Latest PSNH customer migration report is a mixed bag
The new migration numbers came after the highly publicized default of an alternative residential supplier that also served some commercial customers

Residential and small business electricity customers are continuing to switch from Public Service of New Hampshire to alternative suppliers, but some of the company’s midsized and large commercial customers have returned, according to the PSNH’s latest customer migration report to state regulators.
On the whole, that works out to a mixed bag for PSNH over the last six months, at least in terms of power sold. But the migration rate, which was 47 percent in October and then fell to 42.2 percent in January, was back up to 45.2 percent at the end of the March.
The migration numbers came after the highly publicized default of an alternative residential supplier that also served some commercial customers, but before a favorable ruling on PSNH’s proposal to offer a temporarily lower welcome-back rate for larger users that no longer buy their power from the utility.
According to the report, nearly 50,000 former PSNH customers are now paying other providers for their power (though they are still paying PSNH to deliver the electricity) — slightly more than double the number last October.
That means that alternative suppliers captured 11.73 percent of the load in the PSNH service area by March, compared to 6.26 percent just six months before.

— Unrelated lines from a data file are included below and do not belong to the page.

//! DSL macros for building test schedules.
//!
//! Produces `Vec<Action<&'static str>>`.
//!
//! # Syntax
//!
//! ```ignore
//! sched![r(1, X), w(2, X), c(2), a(1)]
//! ```
//!
//! - `r(t, OBJ)` → `Action::read(TransactionId(t), "OBJ")`
//! - `w(t, OBJ)` → `Action::write(TransactionId(t), "OBJ")`
//! - `c(t)`      → `Action::commit(TransactionId(t))`
//! - `a(t)`      → `Action::abort(TransactionId(t))`

/// Build a single Action.
#[macro_export]
macro_rules! act {
    (r($t:expr, $obj:ident)) => {
        schedcheck_core::schedule::types::Action::<&'static str>::read(
            schedcheck_core::schedule::types::TransactionId($t),
            stringify!($obj),
        )
    };
    (w($t:expr, $obj:ident)) => {
        schedcheck_core::schedule::types::Action::<&'static str>::write(
            schedcheck_core::schedule::types::TransactionId($t),
            stringify!($obj),
        )
    };
    (c($t:expr)) => {
        schedcheck_core::schedule::types::Action::<&'static str>::commit(
            schedcheck_core::schedule::types::TransactionId($t),
        )
    };
    (a($t:expr)) => {
        schedcheck_core::schedule::types::Action::<&'static str>::abort(
            schedcheck_core::schedule::types::TransactionId($t),
        )
    };
}

/// Build a full schedule from action shorthands.
#[macro_export]
macro_rules! sched {
    ($($kind:ident($($args:tt)*)),* $(,)?) => {
        vec![$($crate::act!($kind($($args)*))),*]
    };
}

The increase is all the remarkable because it happened during a time when one supplier — PNE Energy Supply LLC — ran into financial difficulties after a price spike in natural gas-generated electricity forced a related aggregator, Resident Power, to quickly transfer customers. At first, PNE tried to send the customers to FairPoint Energy, another alternative supplier, but regulators aborted the transfer when PNE ran out of money, switching the bewildered customers back to PSNH.
Last week, after a highly publicized investigation and hearing, the state Public Utilities Commission approved a settlement requiring PNE to pay each of its customers $9.50 and allowing PNE back into the supply business if it paid off its debt, increased its reserve account, and issue a PUC-approved statement — released Friday — explaining what happened to its customers.
“There are currently 14 registered providers of competitive energy supply, and PNE will continue to be one of those providers,” concluded the statement. “There are lessons to be learned from this experience, and PNE apologizes to its customers for any confusion or inconvenience that may have been caused.”
But at the same time, some larger commercial customers — which had been buying their power from PSNH competitors — were starting to switch back to the utility.
Back in October, the commercial customers — just slightly over 100 companies — bought 98.47 percent of their electricity from alternative suppliers. In March, that percentage went down to 93.25 percent. There was also a slight decline in the amount of electricity midsized customers were buying, from 78.9 to 77.7 percent. Small business migration increased slightly as well, from 40.7 to 41.2 percent.
The same spike that nearly killed PNE might have driven larger customers to buy their power from PSNH because the natural gas price increase could have pushed the spot market up higher than the default rate. Alternative suppliers can make their own deals based on market price, even switching them back to PSNH when prices go up. Meanwhile, residential customers, who are protected by tariffs filed every six months that spread out such spikes, would remain largely unaffected. They are more likely to be driven away by PSNH’s recent price increase, which went into effect in January.
But while you’d think PSNH would be pleased that some of its biggest customers are coming back, the coming and going illustrates a problem, said PSNH spokesman Martin Murray.
“The problem is, we have to have equipment maintained while they are away, even though they aren’t paying for it. Just because people leave doesn’t make these costs go away,” he said.
PSNH had proposed a pilot alternate default rate for commercial customers that have fled. On April 8, the PUC approved the idea by a 2-1 vote, but the alternate rate will only be allowed for a year. If PSNH goes along with that and other conditions, it will file a tariff, probably sometime in May. The alternate rate would be based on the market rate, plus an additional profit margin that would be used to lower the default rate.
The two-tier system has been criticized by PSNH’s competitors, as well as by Commissioner Michael Harrington, who in a strongly worded dissent called it “discriminatory pricing.”